PROBLEM TO SOLVE:
Records follow. Pull out every line that contains "length".

MATERIALS PROVIDED: Begin

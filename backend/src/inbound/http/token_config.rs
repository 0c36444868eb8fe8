//! Bearer token configuration parsing and validation.
//!
//! The HMAC signing key and token lifetime come from the environment so they
//! can be rotated without a rebuild. Release builds refuse to start without a
//! real key; debug builds fall back to an ephemeral one and say so.

use std::fmt;
use std::path::{Path, PathBuf};

use chrono::Duration;
use mockable::Env;
use rand::RngCore;
use tracing::warn;
use zeroize::Zeroizing;

pub mod fingerprint;

pub const KEY_FILE_ENV: &str = "TOKEN_KEY_FILE";
pub const TTL_MINUTES_ENV: &str = "TOKEN_TTL_MINUTES";
pub const ALLOW_EPHEMERAL_ENV: &str = "TOKEN_ALLOW_EPHEMERAL";

const TOKEN_KEY_DEFAULT_PATH: &str = "/var/run/secrets/token_key";
/// HS256 keys shorter than the digest size weaken the MAC.
pub const TOKEN_KEY_MIN_LEN: usize = 32;
/// Seven days.
pub const DEFAULT_TTL_MINUTES: i64 = 10_080;
const MAX_TTL_MINUTES: i64 = 525_600;
const BOOL_EXPECTED: &str = "1|0|true|false|yes|no|y|n";
const TTL_EXPECTED: &str = "a whole number of minutes between 1 and 525600";

/// Build mode for token configuration validation.
#[derive(Clone, Copy, Debug, Eq, PartialEq)]
pub enum BuildMode {
    /// Debug builds tolerate defaults and emit warnings.
    Debug,
    /// Release builds require a readable key of adequate length.
    Release,
}

impl BuildMode {
    /// Determine the build mode from `cfg!(debug_assertions)`.
    ///
    /// # Examples
    ///
    /// ```rust
    /// use bloom_backend::inbound::http::token_config::BuildMode;
    ///
    /// let mode = BuildMode::from_debug_assertions();
    /// assert_eq!(mode == BuildMode::Debug, cfg!(debug_assertions));
    /// ```
    #[must_use]
    pub fn from_debug_assertions() -> Self {
        if cfg!(debug_assertions) {
            Self::Debug
        } else {
            Self::Release
        }
    }

    fn is_debug(self) -> bool {
        matches!(self, Self::Debug)
    }
}

/// Validated token settings.
pub struct TokenSettings {
    key: Zeroizing<Vec<u8>>,
    ttl: Duration,
    ephemeral: bool,
}

impl TokenSettings {
    /// HMAC signing key material.
    pub fn key(&self) -> &[u8] {
        &self.key
    }

    /// Lifetime of issued tokens.
    pub fn ttl(&self) -> Duration {
        self.ttl
    }

    /// Whether the key was generated at startup. Tokens signed with an
    /// ephemeral key stop verifying after a restart.
    pub fn is_ephemeral(&self) -> bool {
        self.ephemeral
    }

    /// Short fingerprint for logs; never the key itself.
    pub fn fingerprint(&self) -> String {
        fingerprint::key_fingerprint(&self.key)
    }
}

impl fmt::Debug for TokenSettings {
    fn fmt(&self, f: &mut fmt::Formatter<'_>) -> fmt::Result {
        f.debug_struct("TokenSettings")
            .field("key", &"<redacted>")
            .field("ttl", &self.ttl)
            .field("ephemeral", &self.ephemeral)
            .finish()
    }
}

/// Errors raised while validating token configuration.
#[derive(thiserror::Error, Debug)]
pub enum TokenConfigError {
    /// A variable is present but contains an invalid value.
    #[error("invalid value for {name}='{value}'; expected {expected}")]
    InvalidEnv {
        name: &'static str,
        value: String,
        expected: &'static str,
    },
    /// Reading the signing key file failed.
    #[error("failed to read token key at {path}: {source}")]
    KeyRead {
        path: PathBuf,
        #[source]
        source: std::io::Error,
    },
    /// The signing key is too short for release builds.
    #[error("token key at {path} too short: need >= {min_len} bytes, got {length}")]
    KeyTooShort {
        path: PathBuf,
        length: usize,
        min_len: usize,
    },
    /// Release builds must not sign with a generated key.
    #[error("TOKEN_ALLOW_EPHEMERAL must be 0 in release builds")]
    EphemeralNotAllowed,
}

/// Build token settings from environment variables and build mode.
///
/// `key_file` takes precedence over `TOKEN_KEY_FILE`, which in turn takes
/// precedence over `/var/run/secrets/token_key`.
///
/// # Examples
///
/// ```rust
/// use bloom_backend::inbound::http::token_config::{BuildMode, token_settings_from_env};
/// use mockable::MockEnv;
///
/// # fn main() -> Result<(), Box<dyn std::error::Error>> {
/// let key_path = std::env::temp_dir().join("token_key_example");
/// std::fs::write(&key_path, vec![b'k'; 32])?;
///
/// let mut env = MockEnv::new();
/// env.expect_string().returning(|name| match name {
///     "TOKEN_TTL_MINUTES" => Some("60".to_string()),
///     _ => None,
/// });
///
/// let settings = token_settings_from_env(&env, BuildMode::Release, Some(key_path.as_path()))?;
/// assert_eq!(settings.ttl(), chrono::Duration::minutes(60));
///
/// std::fs::remove_file(&key_path)?;
/// # Ok(())
/// # }
/// ```
pub fn token_settings_from_env<E: Env>(
    env: &E,
    mode: BuildMode,
    key_file: Option<&Path>,
) -> Result<TokenSettings, TokenConfigError> {
    let ttl = ttl_from_env(env, mode)?;
    let allow_ephemeral = allow_ephemeral_from_env(env, mode)?;
    let path = key_file
        .map(Path::to_path_buf)
        .or_else(|| env.string(KEY_FILE_ENV).map(PathBuf::from))
        .unwrap_or_else(|| PathBuf::from(TOKEN_KEY_DEFAULT_PATH));

    let (key, ephemeral) = match std::fs::read(&path) {
        Ok(bytes) => (checked_key(Zeroizing::new(bytes), &path, mode)?, false),
        Err(error) if mode.is_debug() || allow_ephemeral => {
            warn!(
                path = %path.display(),
                error = %error,
                "using temporary token key (dev only); tokens will not survive a restart"
            );
            (ephemeral_key(), true)
        }
        Err(error) => {
            return Err(TokenConfigError::KeyRead {
                path,
                source: error,
            });
        }
    };

    Ok(TokenSettings {
        key,
        ttl,
        ephemeral,
    })
}

fn checked_key(
    key: Zeroizing<Vec<u8>>,
    path: &Path,
    mode: BuildMode,
) -> Result<Zeroizing<Vec<u8>>, TokenConfigError> {
    let length = key.len();
    if length >= TOKEN_KEY_MIN_LEN {
        return Ok(key);
    }
    if mode.is_debug() && length > 0 {
        warn!(
            path = %path.display(),
            length,
            "token key shorter than {TOKEN_KEY_MIN_LEN} bytes (dev only)"
        );
        return Ok(key);
    }
    Err(TokenConfigError::KeyTooShort {
        path: path.to_path_buf(),
        length,
        min_len: TOKEN_KEY_MIN_LEN,
    })
}

fn ephemeral_key() -> Zeroizing<Vec<u8>> {
    let mut key = Zeroizing::new(vec![0_u8; TOKEN_KEY_MIN_LEN]);
    rand::thread_rng().fill_bytes(&mut key);
    key
}

fn ttl_from_env<E: Env>(env: &E, mode: BuildMode) -> Result<Duration, TokenConfigError> {
    let Some(value) = env.string(TTL_MINUTES_ENV) else {
        return Ok(Duration::minutes(DEFAULT_TTL_MINUTES));
    };
    match value.trim().parse::<i64>() {
        Ok(minutes) if (1..=MAX_TTL_MINUTES).contains(&minutes) => Ok(Duration::minutes(minutes)),
        _ if mode.is_debug() => {
            warn!(value = %value, "invalid TOKEN_TTL_MINUTES; using the 7 day default");
            Ok(Duration::minutes(DEFAULT_TTL_MINUTES))
        }
        _ => Err(TokenConfigError::InvalidEnv {
            name: TTL_MINUTES_ENV,
            value,
            expected: TTL_EXPECTED,
        }),
    }
}

fn allow_ephemeral_from_env<E: Env>(env: &E, mode: BuildMode) -> Result<bool, TokenConfigError> {
    let Some(value) = env.string(ALLOW_EPHEMERAL_ENV) else {
        return Ok(false);
    };
    match (parse_bool(&value), mode) {
        (Some(true), BuildMode::Release) => Err(TokenConfigError::EphemeralNotAllowed),
        (Some(flag), _) => Ok(flag),
        (None, BuildMode::Debug) => {
            warn!(value = %value, "invalid TOKEN_ALLOW_EPHEMERAL; defaulting to disabled");
            Ok(false)
        }
        (None, BuildMode::Release) => Err(TokenConfigError::InvalidEnv {
            name: ALLOW_EPHEMERAL_ENV,
            value,
            expected: BOOL_EXPECTED,
        }),
    }
}

fn parse_bool(value: &str) -> Option<bool> {
    match value.trim().to_ascii_lowercase().as_str() {
        "1" | "true" | "yes" | "y" => Some(true),
        "0" | "false" | "no" | "n" => Some(false),
        _ => None,
    }
}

MATERIALS PROVIDED: End

SOLUTION FOR THIS EXERCISE:
    /// Release builds require a readable key of adequate length.
    #[error("token key at {path} too short: need >= {min_len} bytes, got {length}")]
        length: usize,
    let length = key.len();
    if length >= TOKEN_KEY_MIN_LEN {
    if mode.is_debug() && length > 0 {
            length,
        length,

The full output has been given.